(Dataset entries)
********

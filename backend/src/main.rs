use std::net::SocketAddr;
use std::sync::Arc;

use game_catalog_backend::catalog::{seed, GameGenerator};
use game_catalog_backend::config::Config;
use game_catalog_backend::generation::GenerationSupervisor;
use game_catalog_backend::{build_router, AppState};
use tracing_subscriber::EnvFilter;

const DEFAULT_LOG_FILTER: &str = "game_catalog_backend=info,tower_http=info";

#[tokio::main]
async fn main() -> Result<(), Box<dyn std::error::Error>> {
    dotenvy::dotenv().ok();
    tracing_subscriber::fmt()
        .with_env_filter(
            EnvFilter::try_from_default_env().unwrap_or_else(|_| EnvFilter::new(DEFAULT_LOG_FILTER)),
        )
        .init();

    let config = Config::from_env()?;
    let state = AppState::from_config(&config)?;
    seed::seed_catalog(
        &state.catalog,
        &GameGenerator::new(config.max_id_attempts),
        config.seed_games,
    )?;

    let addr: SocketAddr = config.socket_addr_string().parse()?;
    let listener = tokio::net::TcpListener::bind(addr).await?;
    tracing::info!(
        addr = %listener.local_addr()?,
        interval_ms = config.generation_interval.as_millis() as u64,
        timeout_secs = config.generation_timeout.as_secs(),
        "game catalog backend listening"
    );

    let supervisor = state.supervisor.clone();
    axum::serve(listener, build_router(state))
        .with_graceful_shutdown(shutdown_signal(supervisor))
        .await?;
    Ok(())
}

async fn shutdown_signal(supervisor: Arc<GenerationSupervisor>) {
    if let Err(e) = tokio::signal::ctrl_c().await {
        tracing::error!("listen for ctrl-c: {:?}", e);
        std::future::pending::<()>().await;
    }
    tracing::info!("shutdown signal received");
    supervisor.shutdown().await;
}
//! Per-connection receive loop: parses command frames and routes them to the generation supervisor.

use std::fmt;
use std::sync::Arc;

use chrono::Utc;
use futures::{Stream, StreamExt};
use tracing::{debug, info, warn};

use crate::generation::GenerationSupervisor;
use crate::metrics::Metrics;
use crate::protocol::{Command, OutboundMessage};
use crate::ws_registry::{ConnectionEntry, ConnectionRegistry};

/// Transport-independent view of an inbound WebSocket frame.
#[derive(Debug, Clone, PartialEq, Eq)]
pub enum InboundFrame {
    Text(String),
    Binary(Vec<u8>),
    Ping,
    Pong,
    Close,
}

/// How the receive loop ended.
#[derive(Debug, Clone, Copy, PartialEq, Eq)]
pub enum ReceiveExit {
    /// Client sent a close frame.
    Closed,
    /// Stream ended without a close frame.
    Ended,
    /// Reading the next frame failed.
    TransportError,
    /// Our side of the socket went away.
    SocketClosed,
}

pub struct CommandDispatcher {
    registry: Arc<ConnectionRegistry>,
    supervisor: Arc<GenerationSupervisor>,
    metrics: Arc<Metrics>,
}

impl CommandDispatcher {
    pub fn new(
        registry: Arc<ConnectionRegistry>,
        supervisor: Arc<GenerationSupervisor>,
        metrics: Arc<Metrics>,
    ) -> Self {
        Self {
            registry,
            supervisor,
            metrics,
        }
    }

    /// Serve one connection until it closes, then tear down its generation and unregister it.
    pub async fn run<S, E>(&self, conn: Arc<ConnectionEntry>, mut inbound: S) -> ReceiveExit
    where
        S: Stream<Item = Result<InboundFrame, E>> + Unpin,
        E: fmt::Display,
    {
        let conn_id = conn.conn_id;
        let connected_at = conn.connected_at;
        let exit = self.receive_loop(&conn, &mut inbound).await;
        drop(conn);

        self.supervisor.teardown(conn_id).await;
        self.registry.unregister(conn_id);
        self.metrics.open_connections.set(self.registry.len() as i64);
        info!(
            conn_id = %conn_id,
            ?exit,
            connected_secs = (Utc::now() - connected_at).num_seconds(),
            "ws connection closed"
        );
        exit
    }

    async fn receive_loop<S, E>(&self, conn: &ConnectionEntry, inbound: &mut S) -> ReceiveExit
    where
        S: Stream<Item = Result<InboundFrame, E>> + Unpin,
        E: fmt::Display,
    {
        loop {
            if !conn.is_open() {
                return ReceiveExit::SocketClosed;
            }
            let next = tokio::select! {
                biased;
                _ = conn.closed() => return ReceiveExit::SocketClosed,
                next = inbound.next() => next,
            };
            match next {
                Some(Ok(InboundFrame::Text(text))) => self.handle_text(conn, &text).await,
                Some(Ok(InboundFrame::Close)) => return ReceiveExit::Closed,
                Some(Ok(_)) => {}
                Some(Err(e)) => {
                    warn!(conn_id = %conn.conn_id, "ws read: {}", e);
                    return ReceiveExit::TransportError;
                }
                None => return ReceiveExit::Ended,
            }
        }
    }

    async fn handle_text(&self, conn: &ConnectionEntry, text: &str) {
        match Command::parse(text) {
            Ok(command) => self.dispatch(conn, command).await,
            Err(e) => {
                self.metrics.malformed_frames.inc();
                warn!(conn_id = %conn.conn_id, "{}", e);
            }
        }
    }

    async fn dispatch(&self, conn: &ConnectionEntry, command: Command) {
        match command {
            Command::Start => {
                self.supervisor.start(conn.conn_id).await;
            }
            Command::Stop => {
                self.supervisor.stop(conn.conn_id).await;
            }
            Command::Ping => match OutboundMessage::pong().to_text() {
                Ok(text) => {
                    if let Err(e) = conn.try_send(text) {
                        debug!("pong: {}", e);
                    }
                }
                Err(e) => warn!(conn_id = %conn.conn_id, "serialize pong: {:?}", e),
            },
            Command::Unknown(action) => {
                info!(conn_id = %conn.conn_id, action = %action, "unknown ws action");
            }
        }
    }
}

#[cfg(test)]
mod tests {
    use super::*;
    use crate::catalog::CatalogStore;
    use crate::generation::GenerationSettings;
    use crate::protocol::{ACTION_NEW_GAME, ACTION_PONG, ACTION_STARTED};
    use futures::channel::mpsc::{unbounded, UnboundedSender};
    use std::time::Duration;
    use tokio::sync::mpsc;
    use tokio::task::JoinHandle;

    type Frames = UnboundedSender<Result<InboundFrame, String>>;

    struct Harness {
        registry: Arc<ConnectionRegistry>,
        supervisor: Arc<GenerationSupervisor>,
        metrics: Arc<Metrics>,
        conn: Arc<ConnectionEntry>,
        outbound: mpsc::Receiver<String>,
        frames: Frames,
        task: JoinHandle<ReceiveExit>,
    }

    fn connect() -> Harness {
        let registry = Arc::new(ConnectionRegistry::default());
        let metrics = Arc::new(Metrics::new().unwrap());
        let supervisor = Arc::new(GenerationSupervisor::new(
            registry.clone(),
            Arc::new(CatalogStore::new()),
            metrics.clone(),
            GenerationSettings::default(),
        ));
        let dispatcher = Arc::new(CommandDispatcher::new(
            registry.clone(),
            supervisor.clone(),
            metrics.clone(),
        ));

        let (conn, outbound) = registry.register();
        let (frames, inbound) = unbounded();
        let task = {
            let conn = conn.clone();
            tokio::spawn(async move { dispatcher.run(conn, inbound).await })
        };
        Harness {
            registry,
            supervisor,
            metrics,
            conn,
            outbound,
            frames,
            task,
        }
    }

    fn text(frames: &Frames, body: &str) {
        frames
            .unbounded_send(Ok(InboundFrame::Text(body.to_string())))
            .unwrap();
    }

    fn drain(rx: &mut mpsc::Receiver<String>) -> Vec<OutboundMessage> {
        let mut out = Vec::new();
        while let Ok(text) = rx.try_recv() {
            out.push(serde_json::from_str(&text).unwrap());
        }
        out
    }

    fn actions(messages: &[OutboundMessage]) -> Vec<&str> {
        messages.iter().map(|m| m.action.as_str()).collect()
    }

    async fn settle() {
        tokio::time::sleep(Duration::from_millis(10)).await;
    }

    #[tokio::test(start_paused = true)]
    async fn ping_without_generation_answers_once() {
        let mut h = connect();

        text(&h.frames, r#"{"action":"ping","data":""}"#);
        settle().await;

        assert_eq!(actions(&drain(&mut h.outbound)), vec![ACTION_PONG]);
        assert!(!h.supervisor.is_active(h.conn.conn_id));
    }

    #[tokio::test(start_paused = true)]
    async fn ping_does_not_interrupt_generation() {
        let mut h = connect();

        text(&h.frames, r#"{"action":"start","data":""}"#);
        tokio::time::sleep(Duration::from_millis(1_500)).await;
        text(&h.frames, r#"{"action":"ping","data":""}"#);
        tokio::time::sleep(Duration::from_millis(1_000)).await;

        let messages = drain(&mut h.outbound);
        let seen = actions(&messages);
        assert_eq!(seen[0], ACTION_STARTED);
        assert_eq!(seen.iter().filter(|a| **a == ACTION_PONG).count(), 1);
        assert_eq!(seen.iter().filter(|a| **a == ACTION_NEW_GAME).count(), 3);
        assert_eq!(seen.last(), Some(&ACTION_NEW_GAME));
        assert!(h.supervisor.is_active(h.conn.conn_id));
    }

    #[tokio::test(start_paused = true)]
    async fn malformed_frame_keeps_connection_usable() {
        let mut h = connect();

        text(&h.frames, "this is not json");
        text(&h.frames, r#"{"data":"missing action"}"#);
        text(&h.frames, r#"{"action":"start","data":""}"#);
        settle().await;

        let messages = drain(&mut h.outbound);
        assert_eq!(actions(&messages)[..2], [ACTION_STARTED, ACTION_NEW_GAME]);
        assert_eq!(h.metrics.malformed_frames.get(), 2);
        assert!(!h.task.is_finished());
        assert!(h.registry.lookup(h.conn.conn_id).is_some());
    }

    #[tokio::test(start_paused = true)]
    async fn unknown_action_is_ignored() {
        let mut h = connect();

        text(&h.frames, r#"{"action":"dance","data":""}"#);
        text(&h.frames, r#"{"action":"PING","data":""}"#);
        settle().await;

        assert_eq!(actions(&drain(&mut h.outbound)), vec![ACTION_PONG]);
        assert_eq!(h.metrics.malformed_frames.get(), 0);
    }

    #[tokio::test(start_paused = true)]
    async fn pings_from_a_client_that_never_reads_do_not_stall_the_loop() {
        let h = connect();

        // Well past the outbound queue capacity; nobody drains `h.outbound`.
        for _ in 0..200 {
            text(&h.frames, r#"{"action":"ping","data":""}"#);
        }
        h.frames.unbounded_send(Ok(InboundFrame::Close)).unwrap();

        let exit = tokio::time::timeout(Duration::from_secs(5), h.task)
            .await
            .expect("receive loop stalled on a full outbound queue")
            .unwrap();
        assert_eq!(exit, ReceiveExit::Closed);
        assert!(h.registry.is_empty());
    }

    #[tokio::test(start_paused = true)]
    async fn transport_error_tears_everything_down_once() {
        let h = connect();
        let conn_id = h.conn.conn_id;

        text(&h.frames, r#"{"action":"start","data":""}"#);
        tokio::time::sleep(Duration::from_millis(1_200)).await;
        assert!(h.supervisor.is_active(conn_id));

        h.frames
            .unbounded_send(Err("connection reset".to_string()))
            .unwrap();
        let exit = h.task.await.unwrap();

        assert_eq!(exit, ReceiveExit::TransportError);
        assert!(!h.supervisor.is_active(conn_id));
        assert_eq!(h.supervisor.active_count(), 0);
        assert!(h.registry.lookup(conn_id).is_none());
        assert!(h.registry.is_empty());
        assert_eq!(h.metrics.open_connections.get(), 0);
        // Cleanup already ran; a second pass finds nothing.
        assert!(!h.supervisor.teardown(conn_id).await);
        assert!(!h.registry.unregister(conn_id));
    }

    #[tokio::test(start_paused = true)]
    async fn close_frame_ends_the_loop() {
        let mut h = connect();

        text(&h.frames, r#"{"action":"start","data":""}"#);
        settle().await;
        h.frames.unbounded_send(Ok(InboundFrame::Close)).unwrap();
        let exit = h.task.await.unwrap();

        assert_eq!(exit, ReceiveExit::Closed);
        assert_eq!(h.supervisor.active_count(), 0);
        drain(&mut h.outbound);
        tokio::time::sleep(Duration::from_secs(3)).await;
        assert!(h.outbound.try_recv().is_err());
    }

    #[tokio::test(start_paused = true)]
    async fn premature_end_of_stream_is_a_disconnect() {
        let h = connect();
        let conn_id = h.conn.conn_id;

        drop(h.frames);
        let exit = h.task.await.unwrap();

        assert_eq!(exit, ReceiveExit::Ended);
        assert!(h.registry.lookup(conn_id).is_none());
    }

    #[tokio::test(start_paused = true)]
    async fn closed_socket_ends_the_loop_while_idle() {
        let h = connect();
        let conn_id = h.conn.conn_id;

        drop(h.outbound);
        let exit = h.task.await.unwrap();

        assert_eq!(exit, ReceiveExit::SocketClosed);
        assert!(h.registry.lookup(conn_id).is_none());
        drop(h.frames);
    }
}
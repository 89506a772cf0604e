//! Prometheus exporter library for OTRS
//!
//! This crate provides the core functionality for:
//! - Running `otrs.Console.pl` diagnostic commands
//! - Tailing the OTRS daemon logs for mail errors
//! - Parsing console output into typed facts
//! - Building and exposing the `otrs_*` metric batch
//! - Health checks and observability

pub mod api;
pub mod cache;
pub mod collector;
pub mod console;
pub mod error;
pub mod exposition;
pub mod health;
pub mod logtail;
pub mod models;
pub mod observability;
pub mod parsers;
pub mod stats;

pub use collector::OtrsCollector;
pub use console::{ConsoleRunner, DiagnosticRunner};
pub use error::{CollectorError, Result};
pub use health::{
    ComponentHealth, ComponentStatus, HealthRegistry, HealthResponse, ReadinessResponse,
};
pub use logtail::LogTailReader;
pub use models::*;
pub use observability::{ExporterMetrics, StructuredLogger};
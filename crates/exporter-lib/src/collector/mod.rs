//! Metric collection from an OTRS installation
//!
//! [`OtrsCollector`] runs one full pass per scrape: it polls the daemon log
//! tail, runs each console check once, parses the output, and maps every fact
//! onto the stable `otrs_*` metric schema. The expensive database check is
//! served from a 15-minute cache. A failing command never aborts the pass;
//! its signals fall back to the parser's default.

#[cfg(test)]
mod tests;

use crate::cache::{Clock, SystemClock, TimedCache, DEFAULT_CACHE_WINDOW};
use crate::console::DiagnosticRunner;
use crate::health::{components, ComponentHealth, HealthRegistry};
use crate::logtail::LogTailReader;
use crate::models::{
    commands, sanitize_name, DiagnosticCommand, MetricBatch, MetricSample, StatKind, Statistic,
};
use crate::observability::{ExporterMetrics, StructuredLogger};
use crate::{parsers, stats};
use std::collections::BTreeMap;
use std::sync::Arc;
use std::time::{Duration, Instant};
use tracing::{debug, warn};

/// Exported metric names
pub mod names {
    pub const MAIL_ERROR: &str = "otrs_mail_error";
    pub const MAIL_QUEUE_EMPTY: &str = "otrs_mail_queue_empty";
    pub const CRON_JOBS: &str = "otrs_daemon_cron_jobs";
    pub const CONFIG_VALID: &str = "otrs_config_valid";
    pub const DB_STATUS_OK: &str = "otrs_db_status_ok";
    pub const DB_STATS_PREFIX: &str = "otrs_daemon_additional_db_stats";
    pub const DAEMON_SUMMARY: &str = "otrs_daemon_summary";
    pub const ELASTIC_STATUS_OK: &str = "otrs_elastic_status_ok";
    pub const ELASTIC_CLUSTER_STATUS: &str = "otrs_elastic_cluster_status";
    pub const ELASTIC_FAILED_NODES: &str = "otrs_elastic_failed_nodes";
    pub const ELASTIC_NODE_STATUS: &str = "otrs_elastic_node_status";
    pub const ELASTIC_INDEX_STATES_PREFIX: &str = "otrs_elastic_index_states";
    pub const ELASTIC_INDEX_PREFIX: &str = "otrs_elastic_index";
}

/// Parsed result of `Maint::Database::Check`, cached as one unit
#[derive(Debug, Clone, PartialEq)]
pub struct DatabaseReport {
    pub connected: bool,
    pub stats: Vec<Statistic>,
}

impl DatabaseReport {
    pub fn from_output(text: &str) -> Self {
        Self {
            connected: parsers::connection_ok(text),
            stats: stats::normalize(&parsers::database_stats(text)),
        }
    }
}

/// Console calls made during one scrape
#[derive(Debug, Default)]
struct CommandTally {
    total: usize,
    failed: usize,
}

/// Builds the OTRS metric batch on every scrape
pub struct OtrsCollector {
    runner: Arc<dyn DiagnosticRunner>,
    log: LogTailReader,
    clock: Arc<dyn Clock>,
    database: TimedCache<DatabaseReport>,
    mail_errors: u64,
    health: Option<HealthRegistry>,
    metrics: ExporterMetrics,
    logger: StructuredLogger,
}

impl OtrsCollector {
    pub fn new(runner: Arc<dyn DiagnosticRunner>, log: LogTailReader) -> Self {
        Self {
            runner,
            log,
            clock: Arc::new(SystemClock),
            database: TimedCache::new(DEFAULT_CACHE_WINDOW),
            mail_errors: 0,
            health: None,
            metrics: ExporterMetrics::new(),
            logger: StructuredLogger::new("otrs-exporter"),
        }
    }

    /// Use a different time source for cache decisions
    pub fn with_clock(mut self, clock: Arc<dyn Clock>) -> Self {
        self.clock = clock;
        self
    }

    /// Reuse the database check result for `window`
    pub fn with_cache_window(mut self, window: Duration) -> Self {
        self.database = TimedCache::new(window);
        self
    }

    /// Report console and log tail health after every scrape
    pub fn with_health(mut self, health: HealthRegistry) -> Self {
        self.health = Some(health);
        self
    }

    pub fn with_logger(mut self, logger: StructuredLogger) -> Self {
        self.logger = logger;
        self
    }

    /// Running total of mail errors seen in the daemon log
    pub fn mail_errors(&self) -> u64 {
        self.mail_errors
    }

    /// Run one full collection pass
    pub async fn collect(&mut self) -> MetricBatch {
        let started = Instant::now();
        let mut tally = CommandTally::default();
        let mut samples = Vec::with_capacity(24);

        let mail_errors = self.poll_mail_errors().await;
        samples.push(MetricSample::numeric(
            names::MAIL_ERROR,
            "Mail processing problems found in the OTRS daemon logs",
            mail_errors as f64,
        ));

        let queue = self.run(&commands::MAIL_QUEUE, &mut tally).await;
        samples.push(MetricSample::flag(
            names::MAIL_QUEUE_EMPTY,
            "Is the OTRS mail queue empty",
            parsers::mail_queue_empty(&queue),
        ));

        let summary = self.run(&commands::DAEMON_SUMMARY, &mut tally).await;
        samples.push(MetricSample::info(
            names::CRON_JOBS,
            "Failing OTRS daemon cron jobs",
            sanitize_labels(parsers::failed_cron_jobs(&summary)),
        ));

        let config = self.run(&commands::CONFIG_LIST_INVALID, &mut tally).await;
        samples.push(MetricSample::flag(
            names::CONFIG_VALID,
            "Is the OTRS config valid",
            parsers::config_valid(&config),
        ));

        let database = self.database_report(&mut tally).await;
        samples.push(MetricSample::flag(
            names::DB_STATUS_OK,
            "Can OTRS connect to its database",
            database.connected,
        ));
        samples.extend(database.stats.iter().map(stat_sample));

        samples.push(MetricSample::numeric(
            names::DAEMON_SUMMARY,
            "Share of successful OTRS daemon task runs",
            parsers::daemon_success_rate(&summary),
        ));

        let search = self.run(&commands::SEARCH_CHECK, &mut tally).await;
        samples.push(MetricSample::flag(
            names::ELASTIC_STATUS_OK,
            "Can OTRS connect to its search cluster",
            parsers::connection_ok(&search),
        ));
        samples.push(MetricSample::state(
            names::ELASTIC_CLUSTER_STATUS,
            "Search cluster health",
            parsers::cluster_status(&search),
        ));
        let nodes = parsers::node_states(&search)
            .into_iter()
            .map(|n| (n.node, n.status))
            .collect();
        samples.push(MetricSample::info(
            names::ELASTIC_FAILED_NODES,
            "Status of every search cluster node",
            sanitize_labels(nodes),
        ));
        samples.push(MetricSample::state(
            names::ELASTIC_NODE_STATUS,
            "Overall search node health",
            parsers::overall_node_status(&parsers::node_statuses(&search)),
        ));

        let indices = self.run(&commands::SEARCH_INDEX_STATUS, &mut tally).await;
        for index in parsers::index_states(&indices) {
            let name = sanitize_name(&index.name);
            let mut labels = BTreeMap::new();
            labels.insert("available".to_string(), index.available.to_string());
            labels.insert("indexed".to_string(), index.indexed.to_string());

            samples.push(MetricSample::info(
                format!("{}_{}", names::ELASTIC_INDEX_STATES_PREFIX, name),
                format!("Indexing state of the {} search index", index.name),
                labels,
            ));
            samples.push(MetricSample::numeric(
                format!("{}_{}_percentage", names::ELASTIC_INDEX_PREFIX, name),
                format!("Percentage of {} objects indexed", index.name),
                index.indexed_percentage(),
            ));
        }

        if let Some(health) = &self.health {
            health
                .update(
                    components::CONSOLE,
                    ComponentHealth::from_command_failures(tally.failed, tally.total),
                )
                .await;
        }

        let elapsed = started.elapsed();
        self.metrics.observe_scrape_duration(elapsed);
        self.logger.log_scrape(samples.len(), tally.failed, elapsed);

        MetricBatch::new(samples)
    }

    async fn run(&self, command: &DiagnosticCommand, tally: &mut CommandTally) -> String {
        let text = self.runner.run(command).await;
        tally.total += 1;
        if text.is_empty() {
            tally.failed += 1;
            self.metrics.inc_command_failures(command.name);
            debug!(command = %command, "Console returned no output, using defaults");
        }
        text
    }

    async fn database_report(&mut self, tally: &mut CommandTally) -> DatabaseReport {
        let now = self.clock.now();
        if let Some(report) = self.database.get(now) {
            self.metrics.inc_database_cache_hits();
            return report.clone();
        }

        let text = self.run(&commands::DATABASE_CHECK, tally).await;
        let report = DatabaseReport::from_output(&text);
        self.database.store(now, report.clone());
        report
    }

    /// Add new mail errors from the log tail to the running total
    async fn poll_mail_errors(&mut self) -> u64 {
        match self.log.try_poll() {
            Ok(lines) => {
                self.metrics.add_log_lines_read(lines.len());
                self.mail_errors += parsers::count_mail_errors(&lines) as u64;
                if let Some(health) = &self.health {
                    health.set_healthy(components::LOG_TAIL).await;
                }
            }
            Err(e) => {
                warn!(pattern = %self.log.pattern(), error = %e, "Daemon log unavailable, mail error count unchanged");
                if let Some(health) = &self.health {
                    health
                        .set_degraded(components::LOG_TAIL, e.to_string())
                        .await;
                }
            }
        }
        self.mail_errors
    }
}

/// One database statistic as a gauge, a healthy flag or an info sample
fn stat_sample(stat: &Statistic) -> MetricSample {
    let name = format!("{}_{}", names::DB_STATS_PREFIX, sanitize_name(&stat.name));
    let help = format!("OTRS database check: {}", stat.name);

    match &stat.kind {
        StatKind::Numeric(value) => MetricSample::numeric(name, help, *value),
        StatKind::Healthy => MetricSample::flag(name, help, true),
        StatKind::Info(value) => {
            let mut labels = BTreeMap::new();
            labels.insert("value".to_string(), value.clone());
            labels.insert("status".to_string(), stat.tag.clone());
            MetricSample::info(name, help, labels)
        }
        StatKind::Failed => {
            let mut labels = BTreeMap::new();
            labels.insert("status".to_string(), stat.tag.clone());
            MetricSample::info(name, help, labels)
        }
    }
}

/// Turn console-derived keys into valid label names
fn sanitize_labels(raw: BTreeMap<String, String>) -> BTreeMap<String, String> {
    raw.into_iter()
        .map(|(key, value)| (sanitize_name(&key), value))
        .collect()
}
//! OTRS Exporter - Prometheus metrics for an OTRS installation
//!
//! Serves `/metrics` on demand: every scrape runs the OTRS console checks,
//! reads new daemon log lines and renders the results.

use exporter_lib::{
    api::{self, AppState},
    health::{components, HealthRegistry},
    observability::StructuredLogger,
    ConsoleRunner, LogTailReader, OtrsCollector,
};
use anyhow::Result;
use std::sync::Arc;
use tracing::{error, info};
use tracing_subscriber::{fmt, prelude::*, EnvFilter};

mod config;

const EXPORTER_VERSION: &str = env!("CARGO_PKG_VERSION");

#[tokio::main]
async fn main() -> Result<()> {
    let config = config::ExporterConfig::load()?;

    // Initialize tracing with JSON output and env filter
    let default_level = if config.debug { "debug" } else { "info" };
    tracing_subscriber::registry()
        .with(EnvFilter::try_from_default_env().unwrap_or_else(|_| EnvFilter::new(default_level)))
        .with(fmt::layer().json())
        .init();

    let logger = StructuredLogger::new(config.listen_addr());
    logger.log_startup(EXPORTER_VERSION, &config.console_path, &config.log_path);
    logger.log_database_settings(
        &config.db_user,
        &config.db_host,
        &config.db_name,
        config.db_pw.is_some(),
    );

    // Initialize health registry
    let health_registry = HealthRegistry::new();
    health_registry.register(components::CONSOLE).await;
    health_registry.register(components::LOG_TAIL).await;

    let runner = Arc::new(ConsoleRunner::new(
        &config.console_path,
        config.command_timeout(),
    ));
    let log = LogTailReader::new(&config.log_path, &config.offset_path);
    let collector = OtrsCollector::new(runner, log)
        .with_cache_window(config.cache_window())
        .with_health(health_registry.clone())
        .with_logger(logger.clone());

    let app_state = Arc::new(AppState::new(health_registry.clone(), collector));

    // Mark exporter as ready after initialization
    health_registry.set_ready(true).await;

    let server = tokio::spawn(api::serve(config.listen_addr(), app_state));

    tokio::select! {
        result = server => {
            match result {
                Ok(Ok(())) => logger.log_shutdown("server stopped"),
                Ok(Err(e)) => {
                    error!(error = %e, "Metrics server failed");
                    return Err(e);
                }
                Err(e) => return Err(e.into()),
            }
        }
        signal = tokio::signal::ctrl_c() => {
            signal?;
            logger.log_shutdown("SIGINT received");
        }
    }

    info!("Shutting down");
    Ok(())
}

********

WORK REQUIRED> Copy every line where the word "full" is present in the entries above.

FINISHED EXERCISE>
            .expect("receive loop stalled on a full outbound queue")
//! [`OtrsCollector`] runs one full pass per scrape: it polls the daemon log
    /// Run one full collection pass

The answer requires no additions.